2. Quel est le sens du nombre utilisé pour exprimer une probabilité ?
3. Comment établir le nombre qui exprime une probabilité ?
4. Comment éviter les erreurs conceptuelles en calcul des probabilités ?




1.1.1 Comment les probabilités interviennent-elles dans la vie de tous les jours ?
En réalité, les probabilités interviennent dans tous les gestes que nous posons et dans tout ce qui nous arrive dans la vie quotidienne. Cependant notre intuition ne nous aide pas du tout à trouver réponses aux questions soulevées à leur sujet.
Vous connaissez sans doute quelqu’un qui a été nommé Sénateur par le Premier ministre canadien, ou bien qui a été nommé Gouverneur général du Canada, ou bien qui a gagné deux fois à la loterie et vous vous demandez est-ce que vous pourriez être aussi chanceux qu’eux.
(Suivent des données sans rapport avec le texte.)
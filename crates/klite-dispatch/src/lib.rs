//! Dispatcher worker for klite.
//!
//! Takes a configuration tree of topics, consumer groups and sink
//! endpoints, and pumps uncommitted message batches to the sinks on a
//! fixed interval with at-least-once delivery: offsets are committed only
//! after a 2xx acknowledgment, so anything the sink did not acknowledge is
//! redelivered on a later cycle.

mod config;
mod error;
mod shutdown;
mod worker;

pub use config::{parse_interval, GroupSpec, TopicSpec, WorkerConfig};
pub use error::{DispatchError, Result};
pub use shutdown::ShutdownHandle;
pub use worker::DispatchWorker;
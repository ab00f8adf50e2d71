use thiserror::Error;

pub type Result<T> = std::result::Result<T, DispatchError>;

#[derive(Debug, Error)]
pub enum DispatchError {
    /// The configuration tree is malformed: missing `topics`, an unknown
    /// key, or a mistyped value. Fatal at startup.
    #[error("invalid dispatcher configuration: {0}")]
    Config(String),

    #[error("invalid interval {0:?}: expected digits followed by ms, s or m")]
    InvalidInterval(String),

    #[error("invalid endpoint {url:?}: {reason}")]
    InvalidEndpoint { url: String, reason: String },

    #[error(transparent)]
    Client(#[from] klite_client::ClientError),

    #[error("http client error: {0}")]
    Http(#[from] reqwest::Error),
}
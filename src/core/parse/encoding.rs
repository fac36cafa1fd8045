//! Delimiter set declared by the message header
//!
//! `MSH|^~\&|...`: the character after `MSH` is the field separator and the
//! next four are the component, repetition, escape and sub-component
//! separators, in that order.

use crate::domain::errors::ParseError;
use std::fmt;

/// The five separator characters of one message
///
/// Immutable once derived; all five are distinct printable ASCII symbols.
#[derive(Debug, Clone, Copy, PartialEq, Eq, Hash)]
pub struct EncodingProfile {
    field: char,
    component: char,
    repetition: char,
    escape: char,
    subcomponent: char,
}

impl Default for EncodingProfile {
    fn default() -> Self {
        Self {
            field: '|',
            component: '^',
            repetition: '~',
            escape: '\\',
            subcomponent: '&',
        }
    }
}

impl EncodingProfile {
    /// Builds a profile from explicit characters, validating them
    pub fn new(
        field: char,
        component: char,
        repetition: char,
        escape: char,
        subcomponent: char,
    ) -> Result<Self, ParseError> {
        let profile = Self {
            field,
            component,
            repetition,
            escape,
            subcomponent,
        };
        profile.validate()?;
        Ok(profile)
    }

    /// Derives the profile from the header of a raw message
    ///
    /// Leading blank lines are ignored. The header must be the first segment.
    pub fn from_message(raw: &str) -> Result<Self, ParseError> {
        let header = raw
            .split(['\r', '\n'])
            .find(|line| !line.trim().is_empty())
            .ok_or_else(|| ParseError::MalformedHeader("message is empty".to_string()))?;

        let header = header.trim_start_matches('\u{feff}');
        if !header.starts_with("MSH") {
            let name: String = header.chars().take(3).collect();
            return Err(ParseError::MalformedHeader(format!(
                "first segment is {name:?}, expected MSH"
            )));
        }

        let chars: Vec<char> = header.chars().skip(3).take(6).collect();
        if chars.len() < 5 {
            return Err(ParseError::MalformedHeader(format!(
                "header too short to declare separators: {header:?}"
            )));
        }
        if let Some(&after) = chars.get(5) {
            if after != chars[0] {
                return Err(ParseError::MalformedHeader(format!(
                    "encoding characters must be followed by the field separator, found {after:?}"
                )));
            }
        }

        Self::new(chars[0], chars[1], chars[2], chars[3], chars[4])
    }

    fn validate(&self) -> Result<(), ParseError> {
        let all = self.chars();
        for (i, c) in all.iter().enumerate() {
            if !c.is_ascii_graphic() || c.is_ascii_alphanumeric() {
                return Err(ParseError::MalformedHeader(format!(
                    "separator {c:?} is not a printable symbol"
                )));
            }
            if all[..i].contains(c) {
                return Err(ParseError::MalformedHeader(format!(
                    "separator {c:?} is declared twice"
                )));
            }
        }
        Ok(())
    }

    pub fn field(&self) -> char {
        self.field
    }

    pub fn component(&self) -> char {
        self.component
    }

    pub fn repetition(&self) -> char {
        self.repetition
    }

    pub fn escape(&self) -> char {
        self.escape
    }

    pub fn subcomponent(&self) -> char {
        self.subcomponent
    }

    /// All five separators in header order (field first)
    pub fn chars(&self) -> [char; 5] {
        [
            self.field,
            self.component,
            self.repetition,
            self.escape,
            self.subcomponent,
        ]
    }

    /// The MSH-2 value this profile declares
    pub fn encoding_characters(&self) -> String {
        [self.component, self.repetition, self.escape, self.subcomponent]
            .iter()
            .collect()
    }
}

impl fmt::Display for EncodingProfile {
    fn fmt(&self, f: &mut fmt::Formatter<'_>) -> fmt::Result {
        write!(f, "{}{}", self.field, self.encoding_characters())
    }
}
Les leçons que j’écris pour vous, vous permettront, à un moment donné, de comprendre, par exemple, les résultats d’un sondage d’opinion réalisé auprès des électeurs d’un pays donné, où deux partis politiques s’affrontent. Supposons que le sondage soit réalisé un mois avant le jour du scrutin. Supposons que le parti L bénéficie de X pourcents des intentions de votes auprès des électeurs sondés et que le parti Q en bénéficie de Y pourcents. Supposons qu’il n’y ait pas d’indécis, c’est-à-dire que X+Y = 100%. Que signifient les nombres X et Y pour les partis en lice ? Que signifie exactement la phrase qui qualifie les résultats du sondage : « La marge d’erreur du sondage est de 3%, 19 fois sur 20» ?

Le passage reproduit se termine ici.